I write to you on the Friday before 9 Av, 5775.  I have spent this past week in Cape Cod, where I have been absorbing world events while cushioned by the natural beauty of the land that gave birth to American democracy.  As one of your Wexner Heritage students (Cleveland 2), I take very seriously your prediction that this Av  could be known in our history as the Av that marks the beginning of the end of the modern State of Israel.  In response to that assertion, I write this open letter to you, sharing my thoughts on current events.

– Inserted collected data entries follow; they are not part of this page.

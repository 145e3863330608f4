//! Orrery control daemon.
//!
//! Runs the control loop: delivers scene-loading progress and keeps the
//! configured telescopes connected.
//!
//! # Usage
//!
//! ```sh
//! orreryd --config orrery.toml --scene sterngarten --goto 0:5.59:-5.39
//! ```
//!
//! Ctrl+C terminates the process; the job coordinator's drop joins the
//! worker when the loop exits through `--ticks`.

use std::path::PathBuf;
use std::thread;

use clap::Parser;
use thiserror::Error;

use orrery::config::{ConfigError, OrreryConfig};
use orrery::scenery::{SceneCatalog, SceneError, SceneryManager};
use orrery::telescope::{TelescopeError, TelescopeManager};

#[derive(Debug, Error)]
enum DaemonError {
    #[error(transparent)]
    Config(#[from] ConfigError),
    #[error(transparent)]
    Telescope(#[from] TelescopeError),
    #[error(transparent)]
    Scene(#[from] SceneError),
    #[error("invalid --goto '{0}', expected SLOT:RA_HOURS:DEC_DEG")]
    Goto(String),
}

#[derive(Debug, Clone, Copy, PartialEq)]
struct GotoArg {
    slot: u8,
    ra_hours: f64,
    dec_deg: f64,
}

fn parse_goto(raw: &str) -> Result<GotoArg, String> {
    let invalid = || DaemonError::Goto(raw.to_string()).to_string();
    let mut parts = raw.split(':');
    let (Some(slot), Some(ra), Some(dec), None) =
        (parts.next(), parts.next(), parts.next(), parts.next())
    else {
        return Err(invalid());
    };
    let goto = GotoArg {
        slot: slot.trim().parse().map_err(|_| invalid())?,
        ra_hours: ra.trim().parse().map_err(|_| invalid())?,
        dec_deg: dec.trim().parse().map_err(|_| invalid())?,
    };
    if !(0.0..24.0).contains(&goto.ra_hours) || !(-90.0..=90.0).contains(&goto.dec_deg) {
        return Err(invalid());
    }
    Ok(goto)
}

/// Planetarium control daemon: background scene loading and telescope links.
#[derive(Debug, Parser)]
#[command(name = "orreryd", version, about)]
struct Cli {
    /// Configuration file. Falls back to $ORRERY_CONFIG, then orrery.toml.
    #[arg(short, long, value_name = "PATH")]
    config: Option<PathBuf>,

    /// Scene id to load at startup, overriding scenery.default_scene_id.
    #[arg(short, long, value_name = "ID")]
    scene: Option<String>,

    /// Slew a telescope once it connects. Repeatable.
    #[arg(long, value_name = "SLOT:RA_HOURS:DEC_DEG", value_parser = parse_goto)]
    goto: Vec<GotoArg>,

    /// Stop after this many control-loop iterations.
    #[arg(long, value_name = "N")]
    ticks: Option<u64>,

    /// Print the effective configuration as TOML and exit.
    #[arg(long)]
    print_config: bool,
}

fn main() {
    orrery::init_tracing();
    if let Err(e) = run(Cli::parse()) {
        eprintln!("orreryd: {e}");
        std::process::exit(1);
    }
}

fn run(cli: Cli) -> Result<(), DaemonError> {
    let (config, source) = OrreryConfig::load(cli.config.as_deref())?;
    if cli.print_config {
        print!("{}", config.to_toml()?);
        return Ok(());
    }
    eprintln!(
        "orreryd: config from {source:?}, {} telescope(s), tick {} ms",
        config.telescopes.len(),
        config.control.tick_interval_ms
    );

    let mut telescopes = TelescopeManager::from_config(&config.telescopes)?;
    let mut scenery = SceneryManager::new(SceneCatalog::new(&config.scenery.scene_dir));
    if let Some(id) = &config.scenery.default_scene_id {
        scenery.set_default_scene_id(id.clone());
    }
    match &cli.scene {
        Some(id) => {
            scenery.load_by_id(id)?;
        }
        None => {
            scenery.set_enabled(true);
        }
    }

    let mut pending_gotos = cli.goto;
    let mut last_message = None;
    let interval = config.control.tick_interval();
    let mut iteration: u64 = 0;

    loop {
        scenery.update();
        if let Err(e) = telescopes.communicate() {
            eprintln!("orreryd: telescope loop: {e}");
        }

        pending_gotos.retain(|goto| {
            if !telescopes.is_connected(goto.slot) {
                return true;
            }
            match telescopes.goto(goto.slot, goto.ra_hours, goto.dec_deg) {
                Ok(()) => eprintln!(
                    "orreryd: slot {} slewing to {}h {}°",
                    goto.slot, goto.ra_hours, goto.dec_deg
                ),
                Err(e) => eprintln!("orreryd: goto failed: {e}"),
            }
            false
        });

        let message = scenery.message();
        if message.is_some() && message != last_message {
            eprintln!("orreryd: {}", message.as_deref().unwrap_or_default());
        }
        last_message = message;

        iteration += 1;
        if cli.ticks.is_some_and(|limit| iteration >= limit) {
            break;
        }
        thread::sleep(interval);
    }

    scenery.cancel_loading();
    telescopes.disconnect_all();
    eprintln!("orreryd: stopped after {iteration} iteration(s)");
    Ok(())
}

#[cfg(test)]
mod tests {
    use super::*;

    #[test]
    fn goto_argument() {
        assert_eq!(
            parse_goto("2:5.5:-5.4").unwrap(),
            GotoArg {
                slot: 2,
                ra_hours: 5.5,
                dec_deg: -5.4
            }
        );
        for bad in ["2:5.5", "x:1:1", "1:24:0", "1:1:91", "1:1:1:1"] {
            assert!(parse_goto(bad).is_err(), "{bad}");
        }
    }

    #[test]
    fn cli_parses() {
        let cli = Cli::try_parse_from([
            "orreryd", "--config", "a.toml", "--goto", "0:1:2", "--goto", "1:3:4", "--ticks", "5",
        ])
        .unwrap();
        assert_eq!(cli.config, Some(PathBuf::from("a.toml")));
        assert_eq!(cli.goto.len(), 2);
        assert_eq!(cli.ticks, Some(5));
        assert!(!cli.print_config);
    }
}
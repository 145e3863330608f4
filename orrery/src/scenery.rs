//! 3D scenery loading on the background job coordinator.
//!
//! Scenes live in one directory each under the configured scene root:
//!
//! ```text
//!   scenes/
//!     sterngarten/
//!       scene.toml        name, landscape, model file, location, view
//!       sterngarten.obj   Wavefront model, parsed on the worker thread
//! ```
//!
//! [`SceneryManager`] owns the coordinator. Model parsing runs on the worker;
//! installing the scene and moving the observer happen in the finalize step
//! on the control thread.

mod manager;
mod model;
mod scene;

use std::path::PathBuf;

use thiserror::Error;

pub use manager::{
    ObserverPose, SceneryManager, MSG_LOADING, MSG_LOAD_FAILED, MSG_LOAD_FIRST, MSG_LOADED,
    MSG_SCENE_INFO_FAILED,
};
pub use model::{Bounds, SceneModel, load_model, parse_obj};
pub use scene::{LookAt, SceneCatalog, SceneInfo, SceneLocation, SCENE_FILE};

#[derive(Debug, Error)]
pub enum SceneError {
    #[error("failed to read {path}: {source}")]
    Io {
        path: PathBuf,
        #[source]
        source: std::io::Error,
    },

    #[error("invalid scene description {path}: {source}")]
    Parse {
        path: PathBuf,
        #[source]
        source: toml::de::Error,
    },

    #[error("scene '{0}' not found")]
    NotFound(String),

    #[error("no scene named '{0}'")]
    UnknownName(String),

    #[error("{path}:{line}: {reason}")]
    Model {
        path: PathBuf,
        line: usize,
        reason: String,
    },
}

To begin, I note those areas of our lives that are somewhat similar but yet fundamentally different.  You have made aliyah which makes you an Israeli of American origin.  You and your wife have raised your three children in both the US and Israel, but they have come of age as loud and proud Israelis in a very scary Israel.  As you have shared, when you awoke from having your appendix removed during Rosh Hashana 2000, the entire Israeli-Palestinian landscape had changed from the one that had just won your heart over.  The Second Intifada had started and nothing would ever be the same for Israelis, Palestinians and as events have unfolded, the entire Middle East.  In a badly deteriorating neighborhood, your three children have served in the Israel Defense Forces, giving you and Ilana and your loyal readers, many sleepless nights and nightmares.  Given all those stories over the years, how nice to read that your daughter has gotten married.  A huge mazel tov to your daughter upon her Masorti Marriage.  I also congratulate you, her proud abba, the Masorti Rabbi who broke Israeli law when he performed his daughter’s marriage ceremony under a chuppah.  I wonder if the Western Wall Heritage Rabbi, Shmuel Rabinovich, would have arrested you if you had performed that ritual act at the Western Wall Plaza?  I am sure you are aware that a board member of WOW was arrested on 1 Av, last week, for the crime of holding a Torah in the Women’s Section of the Kotel Plaza.  I wondered why you neglected to list that offense in your essay about the abuse of state-sanctioned ultra-Orthodox rabbinic power?  Excuse my digression, but I am wondering what makes Danny Gordis so different in the eyes of the law from Rachel Cohen-Yeshurun?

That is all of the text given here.